1.5.Perovskite Photovoltaic Cells

According to the dictionary, perovskite is a mineral that is an oxide of calcium and titanium that generally contains other elements. Perovskite lends its name to the class of materials which have the same type of crystal structure as CaTiO3, known as the perovskite structure.[7]

Perovskite materials are used in the absorber layer of Photovoltaic (PV) cells (converts light to electric current). The most commonly used perovskites in these cells are methylammonium lead trihalide (CH3NH3PbX3, where X is a halogen ion such as I, Br, Cl).

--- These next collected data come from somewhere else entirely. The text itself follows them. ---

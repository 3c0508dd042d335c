use rand::rngs::StdRng;
use rand::{Rng, RngCore, SeedableRng};

/// Pseudo-random source shared by a tuning run.
///
/// With a seed the whole run is reproducible. Parallel tasks never share a
/// source: each receives its own from [`RandomSource::fork`], drawn in
/// iteration order.
pub struct RandomSource {
    rng: StdRng,
    seed: Option<u64>,
}

impl RandomSource {
    pub fn new(seed: Option<u64>) -> Self {
        match seed {
            Some(seed) => Self::seeded(seed),
            None => Self::from_entropy(),
        }
    }

    pub fn seeded(seed: u64) -> Self {
        Self {
            rng: StdRng::seed_from_u64(seed),
            seed: Some(seed),
        }
    }

    pub fn from_entropy() -> Self {
        Self {
            rng: StdRng::from_entropy(),
            seed: None,
        }
    }

    pub fn seed(&self) -> Option<u64> {
        self.seed
    }

    /// Uniform index in `0..len`; `None` for an empty range.
    pub fn index(&mut self, len: usize) -> Option<usize> {
        if len == 0 {
            None
        } else {
            Some(self.rng.gen_range(0..len))
        }
    }

    /// `true` with probability `p`. Does not draw when `p <= 0`.
    pub fn chance(&mut self, p: f64) -> bool {
        if p <= 0.0 {
            return false;
        }
        self.rng.gen_bool(p.min(1.0))
    }

    pub fn sub_seed(&mut self) -> u64 {
        self.rng.next_u64()
    }

    /// Independent source seeded from the next value of this one.
    pub fn fork(&mut self) -> RandomSource {
        RandomSource::seeded(self.sub_seed())
    }
}

#[cfg(test)]
mod tests {
    use super::*;

    #[test]
    fn test_seeded_sources_agree() {
        let mut a = RandomSource::seeded(7);
        let mut b = RandomSource::seeded(7);
        let xs: Vec<_> = (0..20).map(|_| a.index(10)).collect();
        let ys: Vec<_> = (0..20).map(|_| b.index(10)).collect();
        assert_eq!(xs, ys);
    }

    #[test]
    fn test_index_empty_range() {
        let mut rng = RandomSource::seeded(1);
        assert_eq!(rng.index(0), None);
        assert!(rng.index(3).unwrap() < 3);
    }

    #[test]
    fn test_forks_are_order_stable() {
        let mut a = RandomSource::seeded(99);
        let mut b = RandomSource::seeded(99);
        let fa: Vec<u64> = (0..4).map(|_| a.fork().sub_seed()).collect();
        let fb: Vec<u64> = (0..4).map(|_| b.fork().sub_seed()).collect();
        assert_eq!(fa, fb);
        assert_eq!(a.fork().seed(), b.fork().seed());
    }

    #[test]
    fn test_chance_extremes() {
        let mut rng = RandomSource::seeded(3);
        assert!(!rng.chance(0.0));
        assert!(rng.chance(1.0));
    }
}
/// Prepare the pipeline repeatedly until the module reports it ready.
pub fn setup_pipeline(
    module: &dyn PipelineModule,
    base: &PipelineDescription,
    max_attempts: usize,
) -> Result<PipelineDescription> {
    let mut current = base.clone();
    for attempt in 1..=max_attempts {
        let prepared = module.prepare(&current)?;
        if prepared.fail {
            return Err(TunerError::contract(format!(
                "pipeline setup failed: {}",
                prepared.fail_reason
            )));
        }
        if prepared.ready {
            info!("pipeline ready after {} attempt(s)", attempt);
            return Ok(prepared);
        }
        debug!("pipeline not ready after attempt {}", attempt);
        current = prepared;
    }

    Err(TunerError::contract(format!(
        "pipeline is not ready after {} attempts",
        max_attempts
    )))
}
use std::collections::BTreeMap;

use serde::{Deserialize, Serialize};
use serde_json::Value;

use crate::models::pipeline::{JsonMap, PipelineDescription};

/// Flat `##section#key` view of a point.
pub type FlatDict = BTreeMap<String, Value>;

/// Outcome of the statistical repetitions of one iteration.
#[derive(Debug, Clone, Default, PartialEq, Serialize, Deserialize)]
pub struct RepetitionState {
    /// Repetitions actually attempted.
    pub repetitions: usize,
    pub fail: bool,
    pub fail_reason: String,
}

/// All repetitions of one iteration, described for the recorder.
#[derive(Debug, Clone, Default, PartialEq, Serialize, Deserialize)]
pub struct IterationRecord {
    pub tags: Vec<String>,
    pub subtags: Vec<String>,
    pub meta: JsonMap,

    #[serde(default, skip_serializing_if = "JsonMap::is_empty")]
    pub record_dict: JsonMap,

    pub pipeline: PipelineDescription,
    pub pipeline_module: String,
    pub pipeline_uid: String,

    pub choices: JsonMap,
    pub choices_order: Vec<String>,
    pub choices_desc: JsonMap,
    pub features: JsonMap,
    pub features_desc: JsonMap,
    pub dependencies: JsonMap,
    pub characteristics_desc: JsonMap,

    /// Per-repetition characteristics, in repetition order.
    pub characteristics_list: Vec<JsonMap>,

    pub pipeline_state: RepetitionState,

    /// Reference flat point to compute improvements against.
    #[serde(default, skip_serializing_if = "FlatDict::is_empty")]
    pub dict_to_compare: FlatDict,
}

impl IterationRecord {
    pub fn failed(&self) -> bool {
        self.pipeline_state.fail
    }
}

/// A scored observation taking part in frontier filtering.
#[derive(Debug, Clone, PartialEq, Serialize, Deserialize)]
pub struct Point {
    pub id: String,
    pub flat: FlatDict,
}

impl Point {
    pub fn new(id: impl Into<String>, flat: FlatDict) -> Self {
        Self {
            id: id.into(),
            flat,
        }
    }

    /// Numeric value of a flat key, if present and numeric.
    pub fn number(&self, key: &str) -> Option<f64> {
        self.flat.get(key).and_then(Value::as_f64)
    }

    /// Copy of this point restricted to `keys`.
    pub fn restricted_to(&self, keys: &[String]) -> Point {
        let flat = self
            .flat
            .iter()
            .filter(|(k, _)| keys.contains(k))
            .map(|(k, v)| (k.clone(), v.clone()))
            .collect();
        Point::new(self.id.clone(), flat)
    }
}

/// Iteration kept for the failed-cases report.
#[derive(Debug, Clone, PartialEq, Serialize, Deserialize)]
pub struct FailedCase {
    pub iteration: usize,
    pub choices: JsonMap,
    pub choices_order: Vec<String>,
    pub features: JsonMap,
    pub characteristics: JsonMap,
    pub pipeline_state: RepetitionState,
}

#[cfg(test)]
mod tests {
    use super::*;
    use serde_json::json;

    #[test]
    fn test_point_restriction() {
        let mut flat = FlatDict::new();
        flat.insert("##characteristics#time#min".into(), json!(1.0));
        flat.insert("##characteristics#size#min".into(), json!(10));
        flat.insert("##features#name#min".into(), json!("x"));
        let point = Point::new("p", flat);

        let restricted = point.restricted_to(&["##characteristics#size#min".to_string()]);
        assert_eq!(restricted.flat.len(), 1);
        assert_eq!(restricted.number("##characteristics#size#min"), Some(10.0));
        assert_eq!(point.number("##features#name#min"), None);
    }
}
use std::collections::BTreeMap;
use std::sync::Arc;

use serde::{Deserialize, Serialize};

use crate::error::{Result, TunerError};
use crate::interface::prompts::closest_match;
use crate::models::{EvaluationRequest, FlatDict, IterationRecord, PipelineDescription, Point, TrialResult};

/// A black-box pipeline the tuner can prepare and evaluate.
///
/// `evaluate` must leave the request untouched and be safe to call again for
/// the next repetition. An `Err` is a protocol failure and aborts the run;
/// a failing trial is reported in-band through [`TrialResult::fail`].
pub trait PipelineModule: Send + Sync {
    fn name(&self) -> &str;

    fn uid(&self) -> &str {
        self.name()
    }

    fn is_pipeline(&self) -> bool {
        true
    }

    /// Build (or refresh) a pipeline description from `base`.
    fn prepare(&self, base: &PipelineDescription) -> Result<PipelineDescription>;

    fn evaluate(&self, request: &EvaluationRequest<'_>) -> Result<TrialResult>;
}

/// Pipeline modules by name.
#[derive(Clone, Default)]
pub struct PipelineRegistry {
    modules: BTreeMap<String, Arc<dyn PipelineModule>>,
}

impl PipelineRegistry {
    pub fn new() -> Self {
        Self::default()
    }

    pub fn register(&mut self, module: Arc<dyn PipelineModule>) {
        self.modules.insert(module.name().to_string(), module);
    }

    pub fn with(mut self, module: Arc<dyn PipelineModule>) -> Self {
        self.register(module);
        self
    }

    pub fn names(&self) -> impl Iterator<Item = &str> {
        self.modules.keys().map(String::as_str)
    }

    /// Look up a module that is able to act as a pipeline.
    pub fn resolve(&self, name: &str) -> Result<Arc<dyn PipelineModule>> {
        let module = self.modules.get(name).ok_or_else(|| {
            let hint = closest_match(name, self.names())
                .map(|m| format!(" (did you mean '{}'?)", m))
                .unwrap_or_default();
            TunerError::contract(format!("unknown pipeline module '{}'{}", name, hint))
        })?;

        if !module.is_pipeline() {
            return Err(TunerError::contract(format!(
                "module '{}' is not a pipeline",
                name
            )));
        }
        Ok(Arc::clone(module))
    }
}

/// How a record is stored and summarized.
#[derive(Debug, Clone, Default, PartialEq, Serialize, Deserialize)]
pub struct RecordPolicy {
    pub record_failed_only: bool,
    pub permanent: bool,
    /// Do not stamp recording time on the stored point.
    pub ignore_update: bool,
    pub process_multi_keys: Vec<String>,
    pub feature_keys: Vec<String>,
    pub skip_pipeline: bool,
    pub skip_desc: bool,
    pub skip_stat_analysis: bool,
}

/// What the recorder hands back for a stored point.
#[derive(Debug, Clone, Default, PartialEq, Serialize, Deserialize)]
pub struct RecordedPoint {
    pub point_id: String,
    pub recorded_uid: String,
    /// Flat view of the first retained repetition.
    pub flat: FlatDict,
    /// Statistical summary over all retained repetitions.
    pub stat_analysis: FlatDict,
    pub flat_features: FlatDict,
}

#[derive(Debug, Clone, PartialEq)]
pub enum PointSelector {
    /// Points whose features agree with these (ignored keys aside).
    ByFlatFeatures(FlatDict),
    AllPoints,
}

#[derive(Debug, Clone, PartialEq)]
pub struct PointQuery {
    pub selector: PointSelector,
    /// Glob patterns of feature keys left out of the match.
    pub keys_to_ignore: Vec<String>,
    /// Restrict each returned flat dict to these keys; empty keeps all.
    pub requested_flat_keys: Vec<String>,
}

impl PointQuery {
    pub fn all() -> Self {
        Self {
            selector: PointSelector::AllPoints,
            keys_to_ignore: Vec::new(),
            requested_flat_keys: Vec::new(),
        }
    }
}

#[derive(Debug, Clone, Default, PartialEq)]
pub struct PointSet {
    pub points: Vec<Point>,
    pub permanent_points: Vec<Point>,
}

/// Persistent store of recorded points.
pub trait Recorder {
    fn add(&mut self, record: &IterationRecord, policy: &RecordPolicy) -> Result<RecordedPoint>;

    fn get(&self, query: &PointQuery) -> Result<PointSet>;

    fn delete(&mut self, ids: &[String]) -> Result<()>;
}
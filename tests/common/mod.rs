#![allow(dead_code)]

use std::collections::BTreeMap;
use std::sync::atomic::{AtomicUsize, Ordering};

use serde_json::{json, Value};

use pipeline_autotune_rs::error::Result;
use pipeline_autotune_rs::models::{
    ChoiceDescriptor, EvaluationRequest, JsonMap, PipelineDescription, TrialResult,
};
use pipeline_autotune_rs::tuner::PipelineModule;

pub const LEVELS: [&str; 4] = ["-O0", "-O1", "-O2", "-O3"];

/// Toy compiler benchmark: faster and bigger with higher optimization levels.
#[derive(Default)]
pub struct ScriptedPipeline {
    calls: AtomicUsize,
    prepares: AtomicUsize,
    /// Optimization level that crashes.
    pub failing_level: Option<String>,
    /// Repetition (0-based) on which every trial fails.
    pub failing_repetition: Option<usize>,
}

impl ScriptedPipeline {
    pub fn new() -> Self {
        Self::default()
    }

    pub fn failing_on(level: &str) -> Self {
        Self {
            failing_level: Some(level.to_string()),
            ..Self::default()
        }
    }

    pub fn failing_on_repetition(repetition: usize) -> Self {
        Self {
            failing_repetition: Some(repetition),
            ..Self::default()
        }
    }

    pub fn calls(&self) -> usize {
        self.calls.load(Ordering::SeqCst)
    }

    pub fn prepares(&self) -> usize {
        self.prepares.load(Ordering::SeqCst)
    }
}

pub fn catalog() -> BTreeMap<String, ChoiceDescriptor> {
    let mut catalog = BTreeMap::new();
    catalog.insert(
        "##flags#O".to_string(),
        ChoiceDescriptor::with_values(LEVELS.iter().map(|l| json!(l)).collect())
            .tagged(&["opt"])
            .sorted(1.0),
    );
    catalog.insert(
        "##param#unroll".to_string(),
        ChoiceDescriptor::integer_range(1, 3, 1)
            .tagged(&["param"])
            .sorted(2.0),
    );
    catalog.insert(
        "##flags#lto".to_string(),
        ChoiceDescriptor::flag().tagged(&["opt", "link"]).sorted(3.0),
    );
    catalog
}

pub fn prepared_pipeline() -> PipelineDescription {
    PipelineDescription {
        ready: true,
        choices_desc: catalog(),
        ..Default::default()
    }
}

pub fn level_index(level: &str) -> f64 {
    LEVELS.iter().position(|l| *l == level).unwrap_or(0) as f64
}

impl PipelineModule for ScriptedPipeline {
    fn name(&self) -> &str {
        "bench"
    }

    fn prepare(&self, _base: &PipelineDescription) -> Result<PipelineDescription> {
        self.prepares.fetch_add(1, Ordering::SeqCst);
        Ok(prepared_pipeline())
    }

    fn evaluate(&self, request: &EvaluationRequest) -> Result<TrialResult> {
        self.calls.fetch_add(1, Ordering::SeqCst);

        let level = request
            .choices
            .get("##flags#O")
            .and_then(Value::as_str)
            .unwrap_or("-O0")
            .to_string();
        let unroll = request
            .choices
            .get("##param#unroll")
            .and_then(Value::as_i64)
            .unwrap_or(1);

        let mut state = request.state.clone();
        let runs = state.get("runs").and_then(Value::as_u64).unwrap_or(0);
        state.insert("runs".to_string(), json!(runs + 1));

        if self.failing_level.as_deref() == Some(level.as_str())
            || self.failing_repetition == Some(request.repetition)
        {
            let mut failed = TrialResult::failure(format!("{} crashed", level));
            failed.state = state;
            return Ok(failed);
        }

        let o = level_index(&level);
        let mut characteristics = JsonMap::new();
        characteristics.insert(
            "time".to_string(),
            json!(10.0 - 2.0 * o + (unroll - 2).abs() as f64 + 0.5 * request.repetition as f64),
        );
        characteristics.insert("size".to_string(), json!(100 + 20 * o as i64 + 5 * unroll));

        let mut result = TrialResult::success(characteristics);
        result.state = state;
        Ok(result)
    }
}
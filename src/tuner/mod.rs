pub mod adapters;
pub mod aggregator;
pub mod command;
pub mod config;
pub mod controller;
pub mod frontier;
pub mod output;
pub mod replay;
pub mod stats;

pub use adapters::{
    PipelineModule, PipelineRegistry, PointQuery, PointSelector, PointSet, RecordPolicy,
    RecordedPoint, Recorder,
};
pub use aggregator::{Aggregate, StatAggregator};
pub use command::CommandPipeline;
pub use config::{
    FailurePolicy, IterationBudget, PipelineSource, RecordingConfig, TunerConfig, TunerOptions,
};
pub use controller::{
    setup_pipeline, CancelToken, IterationController, IterationTrace, RecordedInfo, RunStatus,
    TuningReport,
};
pub use frontier::{filter, FrontierKey, FrontierOutcome, FrontierPolicy, Relation};
pub use output::{write_points_csv, write_trace_csv};
pub use replay::{translate_key, SolutionReplayer};
pub use stats::{multi_stat_analysis, StatOptions};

The main reasons that perovskite cells have attracted much attention include:

  • In large production quantities, perovskite cells appear to be much simpler and less expensive to process than silicon cells. They can also be “printed” on a wide range of materials.
  • Perovskite cells are increasing their performance at an incredible rate. They were initially produced in 2009, and these initial cells had an efficiency of 3.8%. Current perovskite cells have an efficiency of well over 20%.
  • There are thousands of different variants of perovskite materials. This facilitates refining the PV cell design (with attendant performance increases) for many years.
  • Perovskites possess intrinsic properties like broad absorption spectrum, fast charge separation, long transport distance of electrons and holes and long carrier separation lifetime.
  • Perovskite are relatively easy to incorporate into conventional silicon cells as “tandem designs”. These use a silicon layer to harvest the red part of the light spectrum (which it prefers), and a perovskite layer to harvest the green and blue part of the spectrum. The tandem silicon/perovskite cells will probably be the initially produced products (see next section).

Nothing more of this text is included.